Activity
Nothing but the lines below between the line holding "is bounded by" and the line holding "pub fn count(&self, value: u32)", inclusive, should appear in the answer, each set down exactly.

Provided records
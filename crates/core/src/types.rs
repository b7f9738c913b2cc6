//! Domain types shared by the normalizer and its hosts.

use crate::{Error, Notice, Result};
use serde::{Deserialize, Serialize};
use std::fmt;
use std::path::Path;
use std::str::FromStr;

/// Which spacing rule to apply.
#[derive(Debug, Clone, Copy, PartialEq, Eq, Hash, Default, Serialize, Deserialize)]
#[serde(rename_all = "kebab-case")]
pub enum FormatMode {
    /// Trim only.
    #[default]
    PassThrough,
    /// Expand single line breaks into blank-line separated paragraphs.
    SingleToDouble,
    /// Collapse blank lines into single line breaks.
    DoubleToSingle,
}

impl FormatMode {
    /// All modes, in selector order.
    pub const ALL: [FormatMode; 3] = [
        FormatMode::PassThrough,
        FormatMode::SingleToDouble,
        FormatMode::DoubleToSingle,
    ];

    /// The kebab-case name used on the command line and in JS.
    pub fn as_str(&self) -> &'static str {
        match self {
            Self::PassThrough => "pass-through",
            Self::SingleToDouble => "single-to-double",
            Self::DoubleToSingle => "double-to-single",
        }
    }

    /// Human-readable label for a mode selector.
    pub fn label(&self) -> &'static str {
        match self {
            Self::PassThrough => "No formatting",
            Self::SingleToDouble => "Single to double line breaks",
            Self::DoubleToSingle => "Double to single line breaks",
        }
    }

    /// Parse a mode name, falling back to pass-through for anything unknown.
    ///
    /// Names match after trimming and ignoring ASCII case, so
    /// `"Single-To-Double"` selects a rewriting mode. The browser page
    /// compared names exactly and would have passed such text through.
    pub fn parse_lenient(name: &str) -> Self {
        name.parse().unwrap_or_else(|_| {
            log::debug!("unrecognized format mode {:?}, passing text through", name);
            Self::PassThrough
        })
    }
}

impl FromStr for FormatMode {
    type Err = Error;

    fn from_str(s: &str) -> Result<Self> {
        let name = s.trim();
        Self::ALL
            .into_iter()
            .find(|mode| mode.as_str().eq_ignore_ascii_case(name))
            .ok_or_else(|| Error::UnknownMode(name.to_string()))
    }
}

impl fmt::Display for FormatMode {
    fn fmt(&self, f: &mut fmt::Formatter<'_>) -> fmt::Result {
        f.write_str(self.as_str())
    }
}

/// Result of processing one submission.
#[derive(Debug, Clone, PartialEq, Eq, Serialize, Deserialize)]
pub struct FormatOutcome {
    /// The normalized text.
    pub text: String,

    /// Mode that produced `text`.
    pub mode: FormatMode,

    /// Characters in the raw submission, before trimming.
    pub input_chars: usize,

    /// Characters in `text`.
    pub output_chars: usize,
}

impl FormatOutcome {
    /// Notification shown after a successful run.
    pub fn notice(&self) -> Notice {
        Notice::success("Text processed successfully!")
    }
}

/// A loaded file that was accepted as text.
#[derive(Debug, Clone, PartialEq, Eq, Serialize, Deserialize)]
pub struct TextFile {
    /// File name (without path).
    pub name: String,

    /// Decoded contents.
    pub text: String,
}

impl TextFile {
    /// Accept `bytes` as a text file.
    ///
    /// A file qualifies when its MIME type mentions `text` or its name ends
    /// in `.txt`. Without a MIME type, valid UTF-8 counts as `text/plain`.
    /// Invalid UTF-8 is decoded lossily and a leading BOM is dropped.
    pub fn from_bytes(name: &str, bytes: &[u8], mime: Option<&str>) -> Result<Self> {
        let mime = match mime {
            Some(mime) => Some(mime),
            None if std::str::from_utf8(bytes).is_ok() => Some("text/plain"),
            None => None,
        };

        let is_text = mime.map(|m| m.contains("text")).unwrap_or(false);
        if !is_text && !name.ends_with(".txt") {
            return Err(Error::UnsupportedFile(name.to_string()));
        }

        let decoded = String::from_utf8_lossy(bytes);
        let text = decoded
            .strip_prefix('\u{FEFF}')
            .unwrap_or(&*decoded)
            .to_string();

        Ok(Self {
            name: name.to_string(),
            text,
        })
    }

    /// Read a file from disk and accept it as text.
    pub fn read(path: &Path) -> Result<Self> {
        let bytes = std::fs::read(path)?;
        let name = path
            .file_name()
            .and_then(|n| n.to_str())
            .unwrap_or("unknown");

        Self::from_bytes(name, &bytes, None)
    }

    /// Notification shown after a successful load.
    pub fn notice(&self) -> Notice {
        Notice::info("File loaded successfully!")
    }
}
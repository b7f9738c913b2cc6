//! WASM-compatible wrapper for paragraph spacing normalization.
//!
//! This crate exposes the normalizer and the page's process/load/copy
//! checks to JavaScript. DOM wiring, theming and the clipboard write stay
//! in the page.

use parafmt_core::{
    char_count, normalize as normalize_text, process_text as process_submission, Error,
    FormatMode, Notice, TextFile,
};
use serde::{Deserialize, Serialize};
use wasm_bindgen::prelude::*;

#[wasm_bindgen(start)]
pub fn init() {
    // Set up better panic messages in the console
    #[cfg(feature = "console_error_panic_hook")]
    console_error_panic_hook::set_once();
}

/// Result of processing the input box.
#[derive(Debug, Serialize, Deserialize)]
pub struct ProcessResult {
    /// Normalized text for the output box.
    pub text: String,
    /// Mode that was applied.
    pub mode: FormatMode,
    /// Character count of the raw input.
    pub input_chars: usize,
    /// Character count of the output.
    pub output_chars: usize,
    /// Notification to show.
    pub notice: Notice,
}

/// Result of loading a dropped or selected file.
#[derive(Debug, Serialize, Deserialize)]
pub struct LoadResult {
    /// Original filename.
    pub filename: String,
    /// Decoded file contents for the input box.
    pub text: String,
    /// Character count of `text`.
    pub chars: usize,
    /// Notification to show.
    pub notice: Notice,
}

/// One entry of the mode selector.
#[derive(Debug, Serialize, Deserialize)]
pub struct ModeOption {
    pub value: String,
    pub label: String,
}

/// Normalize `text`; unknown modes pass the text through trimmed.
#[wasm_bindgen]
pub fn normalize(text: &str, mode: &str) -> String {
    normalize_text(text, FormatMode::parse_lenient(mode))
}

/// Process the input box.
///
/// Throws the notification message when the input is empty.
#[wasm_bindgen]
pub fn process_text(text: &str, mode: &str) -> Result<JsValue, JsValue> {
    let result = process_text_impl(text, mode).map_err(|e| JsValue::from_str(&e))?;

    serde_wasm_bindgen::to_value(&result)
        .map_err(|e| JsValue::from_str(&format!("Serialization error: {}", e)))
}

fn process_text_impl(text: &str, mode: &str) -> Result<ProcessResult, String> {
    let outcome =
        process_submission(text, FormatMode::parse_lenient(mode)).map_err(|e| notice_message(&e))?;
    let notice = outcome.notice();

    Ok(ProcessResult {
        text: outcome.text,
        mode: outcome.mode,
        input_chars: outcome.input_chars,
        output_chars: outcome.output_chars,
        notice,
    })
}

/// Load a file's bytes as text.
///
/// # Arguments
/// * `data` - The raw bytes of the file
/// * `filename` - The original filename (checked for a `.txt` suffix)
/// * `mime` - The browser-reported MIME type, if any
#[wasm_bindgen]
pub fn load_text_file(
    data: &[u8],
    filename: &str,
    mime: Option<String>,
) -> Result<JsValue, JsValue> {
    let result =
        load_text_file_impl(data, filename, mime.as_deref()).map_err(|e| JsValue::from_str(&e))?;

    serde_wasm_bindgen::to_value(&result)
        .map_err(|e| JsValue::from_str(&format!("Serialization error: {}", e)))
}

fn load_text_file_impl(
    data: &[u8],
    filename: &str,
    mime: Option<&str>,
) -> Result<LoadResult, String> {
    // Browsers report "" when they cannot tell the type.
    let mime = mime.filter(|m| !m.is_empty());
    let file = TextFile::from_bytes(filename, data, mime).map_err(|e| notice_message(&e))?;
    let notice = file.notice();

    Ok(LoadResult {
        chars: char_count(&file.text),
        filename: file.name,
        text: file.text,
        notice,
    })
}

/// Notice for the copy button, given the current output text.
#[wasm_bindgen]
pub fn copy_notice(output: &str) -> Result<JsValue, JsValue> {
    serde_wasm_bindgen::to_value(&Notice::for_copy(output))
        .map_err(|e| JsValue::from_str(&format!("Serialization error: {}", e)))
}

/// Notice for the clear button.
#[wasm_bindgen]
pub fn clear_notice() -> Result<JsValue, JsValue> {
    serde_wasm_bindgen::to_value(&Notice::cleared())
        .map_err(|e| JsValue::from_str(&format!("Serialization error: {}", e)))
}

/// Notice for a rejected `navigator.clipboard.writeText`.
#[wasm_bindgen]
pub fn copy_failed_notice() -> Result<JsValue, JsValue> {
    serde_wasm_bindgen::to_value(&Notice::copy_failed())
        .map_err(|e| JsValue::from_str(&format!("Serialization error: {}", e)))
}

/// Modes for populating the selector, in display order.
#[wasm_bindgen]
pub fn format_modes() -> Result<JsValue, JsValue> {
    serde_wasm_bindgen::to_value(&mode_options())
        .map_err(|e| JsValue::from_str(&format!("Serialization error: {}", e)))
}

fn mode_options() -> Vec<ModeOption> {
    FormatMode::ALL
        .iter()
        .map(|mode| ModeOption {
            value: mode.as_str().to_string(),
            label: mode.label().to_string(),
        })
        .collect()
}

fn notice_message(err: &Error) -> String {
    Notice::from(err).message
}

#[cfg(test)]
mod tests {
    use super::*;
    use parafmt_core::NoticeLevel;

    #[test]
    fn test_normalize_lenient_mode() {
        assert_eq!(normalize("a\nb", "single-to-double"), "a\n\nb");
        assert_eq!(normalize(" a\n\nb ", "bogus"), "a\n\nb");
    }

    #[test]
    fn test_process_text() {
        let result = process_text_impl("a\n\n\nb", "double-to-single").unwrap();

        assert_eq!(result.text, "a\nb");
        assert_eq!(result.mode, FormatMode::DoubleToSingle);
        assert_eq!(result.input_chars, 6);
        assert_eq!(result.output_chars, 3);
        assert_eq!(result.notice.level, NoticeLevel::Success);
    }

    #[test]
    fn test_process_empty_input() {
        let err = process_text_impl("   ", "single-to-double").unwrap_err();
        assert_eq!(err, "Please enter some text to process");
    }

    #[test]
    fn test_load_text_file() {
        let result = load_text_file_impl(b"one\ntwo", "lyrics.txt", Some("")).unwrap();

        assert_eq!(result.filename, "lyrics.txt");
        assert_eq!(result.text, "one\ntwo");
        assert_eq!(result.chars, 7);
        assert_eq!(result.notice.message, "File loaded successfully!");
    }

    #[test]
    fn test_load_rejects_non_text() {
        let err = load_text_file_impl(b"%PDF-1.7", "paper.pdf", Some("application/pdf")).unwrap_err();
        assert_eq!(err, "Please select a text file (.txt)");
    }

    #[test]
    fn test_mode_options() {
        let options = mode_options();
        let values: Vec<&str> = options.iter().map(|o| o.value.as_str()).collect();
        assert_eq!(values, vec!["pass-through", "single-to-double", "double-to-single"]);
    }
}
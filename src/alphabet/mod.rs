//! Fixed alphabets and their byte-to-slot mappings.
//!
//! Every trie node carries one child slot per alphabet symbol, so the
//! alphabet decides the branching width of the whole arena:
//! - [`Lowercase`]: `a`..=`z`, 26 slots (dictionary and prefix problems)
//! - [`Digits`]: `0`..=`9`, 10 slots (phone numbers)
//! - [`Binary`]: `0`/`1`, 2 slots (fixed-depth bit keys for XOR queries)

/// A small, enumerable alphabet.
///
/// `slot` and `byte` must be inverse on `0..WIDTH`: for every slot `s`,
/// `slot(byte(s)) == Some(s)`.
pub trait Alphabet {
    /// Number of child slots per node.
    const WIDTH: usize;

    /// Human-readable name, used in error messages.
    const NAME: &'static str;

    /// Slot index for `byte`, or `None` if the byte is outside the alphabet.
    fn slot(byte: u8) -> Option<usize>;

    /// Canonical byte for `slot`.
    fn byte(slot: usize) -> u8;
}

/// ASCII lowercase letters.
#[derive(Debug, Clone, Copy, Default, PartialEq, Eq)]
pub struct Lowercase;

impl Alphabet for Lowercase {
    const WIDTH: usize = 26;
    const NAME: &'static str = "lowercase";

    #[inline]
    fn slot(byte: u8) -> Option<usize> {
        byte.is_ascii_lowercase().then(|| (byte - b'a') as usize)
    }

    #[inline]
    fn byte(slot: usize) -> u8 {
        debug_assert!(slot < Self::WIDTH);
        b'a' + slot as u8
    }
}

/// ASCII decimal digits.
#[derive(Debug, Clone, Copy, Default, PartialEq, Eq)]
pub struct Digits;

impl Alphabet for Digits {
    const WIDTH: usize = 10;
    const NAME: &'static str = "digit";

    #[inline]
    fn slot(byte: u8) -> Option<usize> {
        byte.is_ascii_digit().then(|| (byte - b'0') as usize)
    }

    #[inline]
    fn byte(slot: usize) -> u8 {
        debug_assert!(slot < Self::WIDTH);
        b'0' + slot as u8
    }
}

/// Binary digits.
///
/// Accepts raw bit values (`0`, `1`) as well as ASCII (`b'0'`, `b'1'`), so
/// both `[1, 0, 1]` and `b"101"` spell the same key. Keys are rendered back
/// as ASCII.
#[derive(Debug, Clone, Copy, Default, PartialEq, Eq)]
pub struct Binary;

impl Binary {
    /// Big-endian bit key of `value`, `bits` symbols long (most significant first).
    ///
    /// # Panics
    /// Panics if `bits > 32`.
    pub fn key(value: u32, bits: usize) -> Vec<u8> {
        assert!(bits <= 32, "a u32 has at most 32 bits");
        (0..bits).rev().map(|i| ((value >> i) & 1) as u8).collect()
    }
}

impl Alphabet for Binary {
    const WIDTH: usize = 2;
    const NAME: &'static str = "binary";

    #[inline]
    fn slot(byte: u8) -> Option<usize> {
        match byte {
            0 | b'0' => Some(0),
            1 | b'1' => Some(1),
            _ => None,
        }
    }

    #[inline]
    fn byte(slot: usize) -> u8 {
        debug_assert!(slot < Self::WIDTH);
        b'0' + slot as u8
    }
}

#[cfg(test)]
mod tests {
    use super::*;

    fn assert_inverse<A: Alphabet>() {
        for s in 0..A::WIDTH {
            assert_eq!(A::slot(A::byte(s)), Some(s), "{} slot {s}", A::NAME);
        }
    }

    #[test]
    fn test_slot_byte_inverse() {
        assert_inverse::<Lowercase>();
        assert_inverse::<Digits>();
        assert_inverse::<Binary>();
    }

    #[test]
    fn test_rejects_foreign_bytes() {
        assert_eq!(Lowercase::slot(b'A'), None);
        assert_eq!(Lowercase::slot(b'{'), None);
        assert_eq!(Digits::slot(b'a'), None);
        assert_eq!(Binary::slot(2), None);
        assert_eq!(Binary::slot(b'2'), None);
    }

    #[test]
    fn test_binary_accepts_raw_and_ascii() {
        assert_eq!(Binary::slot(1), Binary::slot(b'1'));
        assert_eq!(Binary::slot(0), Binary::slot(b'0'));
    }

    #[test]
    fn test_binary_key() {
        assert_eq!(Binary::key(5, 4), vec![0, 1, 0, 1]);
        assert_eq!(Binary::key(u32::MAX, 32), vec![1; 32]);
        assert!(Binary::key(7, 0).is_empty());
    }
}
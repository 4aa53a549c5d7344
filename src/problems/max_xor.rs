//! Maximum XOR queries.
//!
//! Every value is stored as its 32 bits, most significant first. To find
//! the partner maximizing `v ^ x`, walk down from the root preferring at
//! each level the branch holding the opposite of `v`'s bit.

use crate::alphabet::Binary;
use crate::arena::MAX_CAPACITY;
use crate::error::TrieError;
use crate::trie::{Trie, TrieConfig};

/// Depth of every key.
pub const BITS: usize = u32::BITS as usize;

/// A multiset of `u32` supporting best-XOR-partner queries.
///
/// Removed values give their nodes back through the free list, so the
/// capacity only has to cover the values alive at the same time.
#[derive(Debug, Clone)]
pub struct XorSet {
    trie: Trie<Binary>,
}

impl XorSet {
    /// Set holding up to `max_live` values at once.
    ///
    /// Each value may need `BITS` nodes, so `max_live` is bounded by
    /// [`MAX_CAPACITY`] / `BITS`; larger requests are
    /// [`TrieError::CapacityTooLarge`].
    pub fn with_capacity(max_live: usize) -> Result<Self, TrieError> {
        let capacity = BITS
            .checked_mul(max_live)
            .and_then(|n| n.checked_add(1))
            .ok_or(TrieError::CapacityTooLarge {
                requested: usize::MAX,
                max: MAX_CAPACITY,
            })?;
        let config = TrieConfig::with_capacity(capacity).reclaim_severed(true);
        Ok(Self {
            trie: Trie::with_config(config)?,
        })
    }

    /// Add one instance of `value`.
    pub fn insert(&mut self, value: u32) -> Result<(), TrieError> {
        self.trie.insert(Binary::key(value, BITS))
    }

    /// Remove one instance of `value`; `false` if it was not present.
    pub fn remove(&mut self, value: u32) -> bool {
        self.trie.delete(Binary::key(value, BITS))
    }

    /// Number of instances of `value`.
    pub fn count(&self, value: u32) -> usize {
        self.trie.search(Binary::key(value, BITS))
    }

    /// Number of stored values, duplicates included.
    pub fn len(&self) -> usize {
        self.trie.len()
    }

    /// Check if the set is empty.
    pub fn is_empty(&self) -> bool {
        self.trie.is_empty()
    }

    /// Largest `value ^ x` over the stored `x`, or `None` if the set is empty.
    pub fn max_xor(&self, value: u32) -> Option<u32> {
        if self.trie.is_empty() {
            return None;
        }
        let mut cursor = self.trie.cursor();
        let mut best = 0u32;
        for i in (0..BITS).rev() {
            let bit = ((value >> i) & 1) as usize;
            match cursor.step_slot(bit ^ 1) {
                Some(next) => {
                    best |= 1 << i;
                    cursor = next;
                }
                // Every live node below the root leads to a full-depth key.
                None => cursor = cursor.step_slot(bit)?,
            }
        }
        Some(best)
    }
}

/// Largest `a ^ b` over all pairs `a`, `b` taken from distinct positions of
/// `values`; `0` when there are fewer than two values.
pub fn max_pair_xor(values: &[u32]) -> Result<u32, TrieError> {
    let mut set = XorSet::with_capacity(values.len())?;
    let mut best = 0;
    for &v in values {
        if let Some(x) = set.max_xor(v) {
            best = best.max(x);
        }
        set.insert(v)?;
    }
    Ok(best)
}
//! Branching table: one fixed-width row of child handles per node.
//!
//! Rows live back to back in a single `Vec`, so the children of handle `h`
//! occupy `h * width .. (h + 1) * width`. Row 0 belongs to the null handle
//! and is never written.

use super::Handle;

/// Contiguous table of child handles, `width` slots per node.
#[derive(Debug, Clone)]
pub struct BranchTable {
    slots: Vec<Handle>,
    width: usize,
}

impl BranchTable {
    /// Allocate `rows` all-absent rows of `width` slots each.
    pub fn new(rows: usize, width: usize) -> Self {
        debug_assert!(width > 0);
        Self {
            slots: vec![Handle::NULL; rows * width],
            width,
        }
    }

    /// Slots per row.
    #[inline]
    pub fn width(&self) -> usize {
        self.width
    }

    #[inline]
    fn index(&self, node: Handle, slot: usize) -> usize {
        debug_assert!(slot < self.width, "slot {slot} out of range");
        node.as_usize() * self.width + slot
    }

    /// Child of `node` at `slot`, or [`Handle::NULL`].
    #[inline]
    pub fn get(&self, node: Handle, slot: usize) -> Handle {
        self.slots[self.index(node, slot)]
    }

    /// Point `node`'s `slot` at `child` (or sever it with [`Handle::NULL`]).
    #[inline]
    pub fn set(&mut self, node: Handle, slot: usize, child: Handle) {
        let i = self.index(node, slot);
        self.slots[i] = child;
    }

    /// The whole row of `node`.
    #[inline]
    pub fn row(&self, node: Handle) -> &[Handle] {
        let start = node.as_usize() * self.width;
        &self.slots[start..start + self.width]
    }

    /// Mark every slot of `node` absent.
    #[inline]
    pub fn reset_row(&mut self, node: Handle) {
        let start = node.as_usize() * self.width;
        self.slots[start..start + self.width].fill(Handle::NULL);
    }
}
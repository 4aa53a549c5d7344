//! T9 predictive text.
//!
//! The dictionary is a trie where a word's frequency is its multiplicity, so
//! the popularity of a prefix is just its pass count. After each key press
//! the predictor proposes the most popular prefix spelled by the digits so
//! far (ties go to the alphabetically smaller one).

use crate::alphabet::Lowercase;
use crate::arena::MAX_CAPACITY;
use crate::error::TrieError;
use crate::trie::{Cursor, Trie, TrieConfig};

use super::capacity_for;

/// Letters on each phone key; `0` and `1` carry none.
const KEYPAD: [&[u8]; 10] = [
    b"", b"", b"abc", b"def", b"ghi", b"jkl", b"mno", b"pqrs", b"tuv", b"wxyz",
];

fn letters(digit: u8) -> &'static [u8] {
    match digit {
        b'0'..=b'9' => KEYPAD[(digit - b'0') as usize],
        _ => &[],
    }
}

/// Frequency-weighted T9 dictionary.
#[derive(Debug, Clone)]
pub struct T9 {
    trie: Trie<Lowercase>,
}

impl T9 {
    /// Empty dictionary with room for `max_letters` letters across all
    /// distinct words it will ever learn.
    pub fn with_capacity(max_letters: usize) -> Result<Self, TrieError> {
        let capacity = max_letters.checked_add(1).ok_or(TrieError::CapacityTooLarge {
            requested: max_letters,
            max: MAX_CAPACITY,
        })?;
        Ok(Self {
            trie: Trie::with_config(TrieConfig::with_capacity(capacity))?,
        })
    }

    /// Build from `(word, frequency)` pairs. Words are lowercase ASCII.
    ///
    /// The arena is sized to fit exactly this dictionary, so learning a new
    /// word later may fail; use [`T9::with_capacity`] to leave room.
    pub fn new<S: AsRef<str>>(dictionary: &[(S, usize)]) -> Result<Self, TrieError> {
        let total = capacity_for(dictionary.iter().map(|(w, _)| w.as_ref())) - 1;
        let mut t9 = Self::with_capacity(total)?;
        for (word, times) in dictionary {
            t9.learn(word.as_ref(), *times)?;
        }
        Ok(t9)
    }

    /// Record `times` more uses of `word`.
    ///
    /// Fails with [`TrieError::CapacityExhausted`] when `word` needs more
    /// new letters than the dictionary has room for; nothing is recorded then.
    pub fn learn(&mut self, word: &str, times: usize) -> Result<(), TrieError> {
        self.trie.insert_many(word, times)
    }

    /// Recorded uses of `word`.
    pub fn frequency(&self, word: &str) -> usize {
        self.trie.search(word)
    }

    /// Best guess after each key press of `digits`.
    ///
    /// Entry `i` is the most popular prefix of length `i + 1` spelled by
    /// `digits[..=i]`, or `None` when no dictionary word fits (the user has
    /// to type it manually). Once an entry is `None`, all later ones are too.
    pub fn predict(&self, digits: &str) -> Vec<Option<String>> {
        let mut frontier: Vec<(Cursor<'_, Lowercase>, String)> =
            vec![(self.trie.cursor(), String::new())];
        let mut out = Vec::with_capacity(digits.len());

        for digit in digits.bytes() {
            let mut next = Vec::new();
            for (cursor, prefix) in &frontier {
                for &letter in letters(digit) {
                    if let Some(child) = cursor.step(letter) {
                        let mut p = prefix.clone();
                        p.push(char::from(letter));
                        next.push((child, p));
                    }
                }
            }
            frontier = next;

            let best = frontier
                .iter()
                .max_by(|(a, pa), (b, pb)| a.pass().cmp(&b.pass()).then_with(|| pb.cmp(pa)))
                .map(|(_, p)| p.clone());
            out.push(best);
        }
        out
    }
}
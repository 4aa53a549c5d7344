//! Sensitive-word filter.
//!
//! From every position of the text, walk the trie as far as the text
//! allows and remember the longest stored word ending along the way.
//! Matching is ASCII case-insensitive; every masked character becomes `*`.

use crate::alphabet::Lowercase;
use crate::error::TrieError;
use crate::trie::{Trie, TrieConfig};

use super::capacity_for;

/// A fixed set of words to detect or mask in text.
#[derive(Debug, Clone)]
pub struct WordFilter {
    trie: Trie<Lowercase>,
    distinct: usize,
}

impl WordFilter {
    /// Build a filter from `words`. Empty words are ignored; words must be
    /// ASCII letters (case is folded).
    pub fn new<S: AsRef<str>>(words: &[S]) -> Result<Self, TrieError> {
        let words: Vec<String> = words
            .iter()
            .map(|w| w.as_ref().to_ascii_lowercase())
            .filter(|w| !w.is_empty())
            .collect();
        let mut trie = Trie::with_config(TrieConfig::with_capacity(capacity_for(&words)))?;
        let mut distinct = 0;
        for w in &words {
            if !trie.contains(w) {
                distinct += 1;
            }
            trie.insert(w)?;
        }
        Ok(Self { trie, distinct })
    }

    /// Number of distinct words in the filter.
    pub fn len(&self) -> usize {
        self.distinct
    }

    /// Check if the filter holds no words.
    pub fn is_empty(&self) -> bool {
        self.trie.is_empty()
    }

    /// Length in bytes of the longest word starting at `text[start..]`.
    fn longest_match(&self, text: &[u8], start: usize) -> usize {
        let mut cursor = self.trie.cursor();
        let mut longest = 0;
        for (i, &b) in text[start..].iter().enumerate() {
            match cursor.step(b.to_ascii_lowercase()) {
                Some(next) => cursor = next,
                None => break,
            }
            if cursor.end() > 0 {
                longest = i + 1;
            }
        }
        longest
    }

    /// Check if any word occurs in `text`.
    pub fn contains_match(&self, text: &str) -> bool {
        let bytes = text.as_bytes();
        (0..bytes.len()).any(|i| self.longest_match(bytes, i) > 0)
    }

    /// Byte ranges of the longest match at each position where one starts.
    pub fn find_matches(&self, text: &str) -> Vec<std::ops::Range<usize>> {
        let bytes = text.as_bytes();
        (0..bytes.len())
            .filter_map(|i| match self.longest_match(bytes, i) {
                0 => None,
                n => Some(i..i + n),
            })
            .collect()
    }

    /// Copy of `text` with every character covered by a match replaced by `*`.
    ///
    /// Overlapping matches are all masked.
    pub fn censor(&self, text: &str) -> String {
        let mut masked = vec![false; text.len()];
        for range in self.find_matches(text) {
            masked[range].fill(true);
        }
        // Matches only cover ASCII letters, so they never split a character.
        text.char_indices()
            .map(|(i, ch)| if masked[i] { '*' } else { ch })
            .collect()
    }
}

Result for this exercise
    /// Each value may need `BITS` nodes, so `max_live` is bounded by
    /// [`MAX_CAPACITY`] / `BITS`; larger requests are
    /// [`TrieError::CapacityTooLarge`].
    pub fn with_capacity(max_live: usize) -> Result<Self, TrieError> {
        let capacity = BITS
            .checked_mul(max_live)
            .and_then(|n| n.checked_add(1))
            .ok_or(TrieError::CapacityTooLarge {
                requested: usize::MAX,
                max: MAX_CAPACITY,
            })?;
        let config = TrieConfig::with_capacity(capacity).reclaim_severed(true);
        Ok(Self {
            trie: Trie::with_config(config)?,
        })
    }

    /// Add one instance of `value`.
    pub fn insert(&mut self, value: u32) -> Result<(), TrieError> {
        self.trie.insert(Binary::key(value, BITS))
    }

    /// Remove one instance of `value`; `false` if it was not present.
    pub fn remove(&mut self, value: u32) -> bool {
        self.trie.delete(Binary::key(value, BITS))
    }

    /// Number of instances of `value`.
    pub fn count(&self, value: u32) -> usize {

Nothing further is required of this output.